Dopo 13 anni di lavori, la nuova tratta T3 della Metro C è finalmente operativa a Roma, unendo la periferia orientale al centro storico. Le stazioni di Porta Metronia e Colosseo/Fori Imperiali hanno aperto oggi, con le prime corse nel pomeriggio.
Le nuove stazioni di Roma
Questa estensione non è solo un avanzamento per la mobilità, ma una vera e propria immersione nella storia. La stazione Colosseo funge da nuovo interscambio strategico con la Metro B e trasforma il viaggio quotidiano in un’esperienza museale: sono stati integrati e resi visibili i reperti archeologici trovati durante gli scavi, incluse lussuose terme private e oggetti votivi ben conservati.
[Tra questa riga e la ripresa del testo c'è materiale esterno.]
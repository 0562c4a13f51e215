// This Source Code Form is subject to the terms of the Mozilla Public
// License, v. 2.0. If a copy of the MPL was not distributed with this
// file, You can obtain one at https://mozilla.org/MPL/2.0/.

// Copyright 2025 Oxide Computer Company

use super::Action;
use super::BuildError;
use super::Outcome;
use crate::Context;
use crate::api::CounterId;
use crate::api::ObjectKind;
use crate::api::State;
use crate::engine::counter::CounterSink;
use crate::engine::counter::count_packet;
use crate::engine::object::ObjectRef;
use crate::engine::packet::Packet;
use core::fmt;
use core::fmt::Display;

/// Hand the packet to a table, running whatever it returns.
pub struct Lookup {
    table: ObjectRef,
}

impl Lookup {
    pub fn new(ctx: &Context, table: &str) -> Result<Self, BuildError> {
        let table = ctx.objects().acquire_kind(table, ObjectKind::Table)?;
        Ok(Self { table })
    }
}

impl Display for Lookup {
    fn fmt(&self, f: &mut fmt::Formatter) -> fmt::Result {
        write!(f, "lookup({})", self.table.id())
    }
}

impl Action for Lookup {
    fn process(&self, pkt: &mut Packet, counters: &dyn CounterSink) -> Outcome {
        match self.table.as_table() {
            Some(table) if !self.table.is_cleaned() => {
                table.process(pkt, counters)
            }

            _ => {
                count_packet(
                    counters,
                    CounterId::DropPackets,
                    CounterId::DropOctets,
                    pkt.len(),
                );
                pkt.log_error(format!("lookup: table {} is gone", self.table.id()));
                Outcome::state(State::Drop)
            }
        }
    }
}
Il Sindaco Gualtieri ha definito l’apertura un “momento storico” che collega zone distanti e regala “due meravigliosi luoghi della cultura”.
Importante: sebbene la linea sia operativa, per ammirare il vasto spazio museale di Porta Metronia, che conserva resti di caserme imperiali e mosaici, bisognerà attendere la riapertura prevista per la primavera. La stazione di Porta Metronia contiene i resti di oltre 1.000 metri quadrati di ambienti romani, tra cui mosaici e affreschi, appartenenti a caserme imperiali del II secolo d.C.
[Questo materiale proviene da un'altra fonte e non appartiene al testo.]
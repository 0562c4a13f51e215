// This Source Code Form is subject to the terms of the Mozilla Public
// License, v. 2.0. If a copy of the MPL was not distributed with this
// file, You can obtain one at https://mozilla.org/MPL/2.0/.

// Copyright 2025 Oxide Computer Company

//! Field updates.

use super::Action;
use super::BuildError;
use super::Outcome;
use crate::api::CounterId;
use crate::api::FieldId;
use crate::api::FieldOp;
use crate::api::State;
use crate::api::UpdateDesc;
use crate::api::UpdateOp;
use crate::engine::counter::CounterSink;
use crate::engine::counter::count_packet;
use crate::engine::frame::resize_be;
use crate::engine::headers::FieldError;
use crate::engine::packet::Packet;
use core::fmt;
use core::fmt::Display;

pub struct Update {
    desc: UpdateDesc,
}

impl Update {
    pub fn new(desc: &UpdateDesc) -> Result<Self, BuildError> {
        let invalid = |msg: &str| BuildError::invalid(&desc.clone().into(), msg);

        match desc.op {
            UpdateOp::Copy => {
                if desc.src.is_none() {
                    return Err(invalid("COPY needs a source field"));
                }
            }

            UpdateOp::BitWrite => {
                if desc.value.is_empty() {
                    return Err(invalid("BIT_WRITE needs a value"));
                }
                if usize::from(desc.bit_count) > desc.value.len() * 8 {
                    return Err(invalid("bit count exceeds the value"));
                }
            }

            _ => {
                if desc.value.is_empty() {
                    return Err(invalid("missing value"));
                }
            }
        }

        Ok(Self { desc: desc.clone() })
    }

    fn apply(&self, pkt: &mut Packet) -> Result<(), FieldError> {
        let d = &self.desc;
        match d.op {
            UpdateOp::Set => pkt.field_update(d.field, FieldOp::Set, &d.value),
            UpdateOp::Inc => pkt.field_update(d.field, FieldOp::Inc, &d.value),
            UpdateOp::Dec => pkt.field_update(d.field, FieldOp::Dec, &d.value),

            UpdateOp::Copy => {
                let Some(src) = d.src else {
                    return Err(FieldError::NoSuchField(d.field));
                };
                let width = pkt.field_get(d.field)?.len();
                let val = pkt.field_get(src)?;
                pkt.field_update(d.field, FieldOp::Set, &resize_be(&val, width))
            }

            UpdateOp::BitWrite => {
                let mut cur = pkt.field_get(d.field)?;
                write_bits(&mut cur, d.bit_offset, d.bit_count, &d.value)
                    .ok_or(FieldError::BadSize { field: d.field, size: cur.len() })?;
                pkt.field_update(d.field, FieldOp::Set, &cur)
            }

            UpdateOp::BitAnd | UpdateOp::BitOr => {
                let mut cur = pkt.field_get(d.field)?;
                let n = d.value.len();
                if n > cur.len() {
                    return Err(FieldError::BadSize { field: d.field, size: n });
                }

                let off = cur.len() - n;
                for (c, v) in cur[off..].iter_mut().zip(&d.value) {
                    if d.op == UpdateOp::BitAnd {
                        *c &= v;
                    } else {
                        *c |= v;
                    }
                }
                pkt.field_update(d.field, FieldOp::Set, &cur)
            }
        }
    }

    pub fn field(&self) -> FieldId {
        self.desc.field
    }
}

/// Write the low `count` bits of `value` into `field` starting
/// `offset` bits above its least significant bit. Both are big
/// endian. Returns `None` if the bits do not fit in `field`.
pub fn write_bits(
    field: &mut [u8],
    offset: u16,
    count: u16,
    value: &[u8],
) -> Option<()> {
    let (offset, count) = (usize::from(offset), usize::from(count));
    if offset + count > field.len() * 8 || count > value.len() * 8 {
        return None;
    }

    let flen = field.len();
    let vlen = value.len();
    for i in 0..count {
        let bit = (value[vlen - 1 - i / 8] >> (i % 8)) & 1;
        let pos = offset + i;
        let byte = &mut field[flen - 1 - pos / 8];
        let mask = 1u8 << (pos % 8);
        if bit == 1 {
            *byte |= mask;
        } else {
            *byte &= !mask;
        }
    }
    Some(())
}

impl Display for Update {
    fn fmt(&self, f: &mut fmt::Formatter) -> fmt::Result {
        write!(f, "update({} {})", self.desc.field, self.desc.op)
    }
}

impl Action for Update {
    fn process(&self, pkt: &mut Packet, counters: &dyn CounterSink) -> Outcome {
        match self.apply(pkt) {
            Ok(()) => Outcome::state(State::Continue),
            Err(e) => {
                count_packet(
                    counters,
                    CounterId::ErrorPackets,
                    CounterId::ErrorOctets,
                    pkt.len(),
                );
                pkt.log_error(format!("{self}: {e}"));
                Outcome::state(State::Drop)
            }
        }
    }
}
Reperti archeologici stazione Colosseo
La stazione Colosseo della Metro C si configura come un vero e proprio spazio museale integrato che espone i ritrovamenti emersi durante gli scavi, molti dei quali risalgono al I e II secolo a.C., interrati durante il periodo di Nerone per la costruzione della Domus Aurea. Sono stati scoperti quartieri di età repubblicana, perfettamente conservati.
Il cuore dell’esposizione è costituito dalle terme private appartenenti a una delle domus di un romano benestante, portate al centro della stazione e ora visibili. Intorno alla struttura delle terme è stato allestito un percorso museale che espone numerosi reperti minori, oggetti e statuine.